Iniciando o último mês de piracema nos rios do Estado, a Polícia Militar Ambiental (PMA) já tem um saldo de 44 pessoas presas acusadas de pesca irregular. O balanço realizado pela PMA é um levantamento de três meses da “Operação Piracema” que começou junto com o período de defeso, no dia 5 de novembro do ano passado. No decorrer desta temporada, a PMA apreendeu 686 quilos de pescado capturado de maneira ilegal. No mesmo período da temporada anterior foram 47 presos com 1.329 quilos de peixe.
Conforme avaliação da Polícia Ambiental, os números são positivos e apontam para um importante êxito da estratégia mantida nos últimos anos: destinar a fiscalização aos pontos críticos, que são as cachoeiras e corredeiras. Ainda de acordo com a PMA, a estratégia tem resultado em grande número de pessoas presas com pouco pescado. A Polícia Ambiental aponta no balanço que boa parte dos autuados foram presos em situações onde ainda na haviam capturado pescado ou armado redes de pesca – petrecho que tem grande capacidade de captura.

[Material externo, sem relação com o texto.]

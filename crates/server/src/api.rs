//! HTTP API for probes, traffic control and failure injection

use crate::config::AppConfig;
use axum::{
    extract::{Query, State},
    http::StatusCode,
    response::{Html, IntoResponse, Response},
    routing::get,
    Router,
};
use serde::Deserialize;
use std::sync::Arc;
use tester_lib::{
    CpuBurster, HealthState, LoadJob, MarkerVolume, MemoryAccumulator, ProbeReport,
    ProbeReporter, StructuredLogger, TrafficController,
};
use tokio::net::TcpListener;
use tracing::info;

/// Shared application state
#[derive(Clone)]
pub struct AppState {
    pub config: AppConfig,
    pub health: HealthState,
    pub probes: ProbeReporter,
    pub traffic: TrafficController,
    pub memory: MemoryAccumulator,
    pub cpu: CpuBurster,
    pub pv_volume: MarkerVolume,
    pub pod_volume: MarkerVolume,
    pub logger: StructuredLogger,
}

impl AppState {
    pub fn new(config: AppConfig, health: HealthState, logger: StructuredLogger) -> Self {
        Self {
            probes: ProbeReporter::new(health.clone(), logger.clone()),
            traffic: TrafficController::new(health.clone(), logger.clone()),
            memory: MemoryAccumulator::new(health.clone(), logger.clone()),
            cpu: CpuBurster::new(logger.clone()),
            pv_volume: MarkerVolume::new(&config.path_persistent, logger.clone()),
            pod_volume: MarkerVolume::new(&config.path_pod, logger.clone()),
            config,
            health,
            logger,
        }
    }

    pub fn with_memory(mut self, memory: MemoryAccumulator) -> Self {
        self.memory = memory;
        self
    }

    pub fn with_cpu(mut self, cpu: CpuBurster) -> Self {
        self.cpu = cpu;
        self
    }
}

fn flag_response(up: bool) -> Response {
    if up {
        "ok".into_response()
    } else {
        StatusCode::INTERNAL_SERVER_ERROR.into_response()
    }
}

fn probe_response(report: ProbeReport) -> Response {
    match report.body {
        Some(body) => Html(body).into_response(),
        None => StatusCode::INTERNAL_SERVER_ERROR.into_response(),
    }
}

async fn hello() -> &'static str {
    "Welcome to Kubernetes Another Class"
}

async fn hostname(State(state): State<Arc<AppState>>) -> String {
    state.logger.host().to_string()
}

async fn version(State(state): State<Arc<AppState>>) -> String {
    format!("[App Version] : {}", state.config.version)
}

/// Plain readiness check - 200 "ok" if ready, 500 otherwise
async fn ready(State(state): State<Arc<AppState>>) -> Response {
    flag_response(state.health.is_ready())
}

/// Plain liveness check - 200 "ok" if live, 500 otherwise
async fn liveness(State(state): State<Arc<AppState>>) -> Response {
    flag_response(state.health.is_live())
}

async fn startup(State(state): State<Arc<AppState>>) -> Response {
    probe_response(state.probes.report_startup())
}

async fn readiness(State(state): State<Arc<AppState>>) -> Response {
    probe_response(state.probes.report_readiness())
}

async fn traffic_off(State(state): State<Arc<AppState>>) -> &'static str {
    state.traffic.traffic_off();
    "ok"
}

async fn traffic_on(State(state): State<Arc<AppState>>) -> &'static str {
    state.traffic.traffic_on();
    "ok"
}

async fn server_error(State(state): State<Arc<AppState>>) -> &'static str {
    state.traffic.inject_fault();
    "ok"
}

async fn memory_leak(State(state): State<Arc<AppState>>) -> &'static str {
    // Detached: the task outlives the request
    drop(state.memory.trigger());
    "Memory leak started..."
}

#[derive(Debug, Deserialize)]
pub struct CpuLoadParams {
    min: Option<String>,
    thread: Option<String>,
}

async fn cpu_load(
    State(state): State<Arc<AppState>>,
    Query(params): Query<CpuLoadParams>,
) -> String {
    let job = LoadJob::from_params(params.min.as_deref(), params.thread.as_deref());
    // Workers are detached when the handles drop
    drop(state.cpu.launch(&job));
    format!("CPU Load started ({})", job.summary())
}

async fn app_info(State(state): State<Arc<AppState>>) -> Html<String> {
    let config = &state.config;
    let datasource = &config.datasource;

    Html(format!(
        "<b>[Version] :</b> {}<br>\
         <b>[Profile] :</b> {}<br>\
         <b>[Role] :</b> {} (option: ALL, GET, POST, PUT, DELETE)<br>\
         <b>[Database]</b><br>\
         driver-class-name : {}<br>\
         url : {}<br>\
         username : {}<br>\
         password : {}",
        config.version,
        config.profile,
        config.role,
        datasource.driver_class_name,
        datasource.url,
        datasource.username,
        datasource.password,
    ))
}

async fn properties(State(state): State<Arc<AppState>>) -> Html<String> {
    let config = &state.config;

    Html(format!(
        "<b>[Application profile] : </b> {}<br>\
         <b>Volume path :</b> {}<br><br>\
         <b>application.yaml :</b> Common properties<br>---<br>\
         datasource:<br>&nbsp;&nbsp;driver-class-name:<br>&nbsp;&nbsp;url:<br>&nbsp;&nbsp;username:<br>&nbsp;&nbsp;password:<br>\
         application:<br>&nbsp;&nbsp;role:&nbsp;\"ALL\"<br>&nbsp;&nbsp;version:&nbsp;\"Api Tester v1.0.0\"<br><br>\
         postgresql:<br>&nbsp;&nbsp;filepath:<br><br>\
         <b>Current Config:</b><br>\
         PV Path: {}<br>Pod Path: {}",
        config.profile, config.path_persistent, config.path_persistent, config.path_pod,
    ))
}

async fn create_file_pv(State(state): State<Arc<AppState>>) -> String {
    state.pv_volume.create_marker().await
}

async fn list_file_pv(State(state): State<Arc<AppState>>) -> String {
    state.pv_volume.listing().await
}

async fn create_file_pod(State(state): State<Arc<AppState>>) -> String {
    state.pod_volume.create_marker().await
}

async fn list_file_pod(State(state): State<Arc<AppState>>) -> String {
    state.pod_volume.listing().await
}

/// Create the API router
pub fn create_router(state: Arc<AppState>) -> Router {
    Router::new()
        .route("/hello", get(hello))
        .route("/hostname", get(hostname))
        .route("/version", get(version))
        .route("/ready", get(ready))
        .route("/liveness", get(liveness))
        .route("/startup", get(startup))
        .route("/readiness", get(readiness))
        .route("/traffic-off", get(traffic_off))
        .route("/traffic-on", get(traffic_on))
        .route("/server-error", get(server_error))
        .route("/memory-leak", get(memory_leak))
        .route("/cpu-load", get(cpu_load))
        .route("/info", get(app_info))
        .route("/properties", get(properties))
        .route("/create-file-pv", get(create_file_pv))
        .route("/list-file-pv", get(list_file_pv))
        .route("/create-file-pod", get(create_file_pod))
        .route("/list-file-pod", get(list_file_pod))
        .with_state(state)
}

/// Bind the API listener; failure here is fatal for the process
pub async fn bind(port: u16) -> anyhow::Result<TcpListener> {
    let addr = format!("0.0.0.0:{}", port);
    let listener = TcpListener::bind(&addr).await?;
    info!(addr = %addr, "API listener bound");
    Ok(listener)
}

/// Serve the API on an already bound listener
pub async fn serve(listener: TcpListener, state: Arc<AppState>) -> anyhow::Result<()> {
    let app = create_router(state);
    axum::serve(listener, app).await?;
    Ok(())
}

Todos os acusados presos em flagrante são encaminhados para as delegacias de Polícia Civil dos municípios onde cometeram a infração. A liberação é realizada sob fiança, porém não cabe este recurso em caso de reincidência. Os autuados respondem a processo criminal e a pena para os crimes desta natureza variam de um a três anos de detenção e a multa administrativa pode ir de R$ 700 a R$ 100 mil, somado a mais R$ 20,00 por quilo de pescado apreendido.
O balanço mostra que a quantidade de petrechos de pesca, barco, motores de popa apreendidos está dentro do que se somou em piracemas anteriores. Com relação ao número de anzóis de galho apreendidos que houve uma diminuição: na piracema passada, em dois meses, foram 1.347, enquanto nesta foram 745 até meados do dia cinco.